• **Data**:
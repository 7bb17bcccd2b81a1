//! Storage-specific error type wrapping sqlx errors.

use belfry_domain::error::BelfryError;

/// Errors originating from the `SQLite` storage layer.
#[derive(Debug, thiserror::Error)]
pub enum StorageError {
    /// A query or connection failed.
    #[error("database error")]
    Database(#[from] sqlx::Error),

    /// A stored value is not valid JSON.
    #[error("JSON error in document `{key}`")]
    Json {
        key: &'static str,
        #[source]
        source: serde_json::Error,
    },

    /// Failed to run migrations.
    #[error("migration error")]
    Migration(#[from] sqlx::migrate::MigrateError),
}

impl From<StorageError> for BelfryError {
    fn from(err: StorageError) -> Self {
        Self::Storage(Box::new(err))
    }
}
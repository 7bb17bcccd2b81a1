//! # belfryd — belfry daemon
//!
//! Composition root that wires all adapters together and starts the bell
//! controller.
//!
//! ## Responsibilities
//! - Load configuration (config file, env vars) and install logging
//! - Initialize the `SQLite` connection pool and run migrations
//! - Load the schedule document into the engine
//! - Spawn the polling driver that rings the bell
//! - Build the axum router around the schedule service and serve it
//! - Handle graceful shutdown (Ctrl-C)
//!
//! ## Dependency rule
//! This is the **only** crate that depends on all other crates.
//! It is the wiring layer — no domain logic belongs here.

mod config;

use std::sync::Arc;

use belfry_adapter_http_axum::state::AppState;
use belfry_adapter_storage_sqlite_sqlx::Database;
use belfry_adapter_virtual::{SystemClock, VirtualRelay};
use belfry_app::driver::PollingDriver;
use belfry_app::engine::ScheduleEngine;
use belfry_app::services::ScheduleService;
use tracing_subscriber::EnvFilter;

#[tokio::main]
async fn main() -> Result<(), Box<dyn std::error::Error>> {
    let config = config::Config::load()?;

    tracing_subscriber::fmt()
        .with_env_filter(
            EnvFilter::try_new(&config.logging.filter).unwrap_or_else(|_| EnvFilter::new("info")),
        )
        .init();

    // Database
    let db = Database::open(config.database_url()).await?;

    // Engine
    let clock = SystemClock::new(config.utc_offset()?, config.clock.assume_synchronized);
    let engine = ScheduleEngine::load(db.schedule_store(), VirtualRelay::default(), clock).await?;
    let engine = Arc::new(engine);

    let driver = tokio::spawn(PollingDriver::new(Arc::clone(&engine), config.driver_config()).run());

    // HTTP
    let state = AppState::new(ScheduleService::new(engine));
    let app = belfry_adapter_http_axum::router::build(state);

    let bind_addr = config.bind_addr();
    let listener = tokio::net::TcpListener::bind(&bind_addr).await?;
    tracing::info!(%bind_addr, "belfryd listening");

    axum::serve(listener, app)
        .with_graceful_shutdown(shutdown_signal())
        .await?;

    driver.abort();
    tracing::info!("belfryd stopped");
    Ok(())
}

async fn shutdown_signal() {
    if let Err(err) = tokio::signal::ctrl_c().await {
        tracing::error!(error = %err, "cannot listen for shutdown signal");
        std::future::pending::<()>().await;
    }
    tracing::info!("shutdown requested");
}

• **Task statement**:
Where in the entries above does the word "ScheduleService" appear? Copy each line that has it.

• **Reply**:
use belfry_app::services::ScheduleService;
    let state = AppState::new(ScheduleService::new(engine));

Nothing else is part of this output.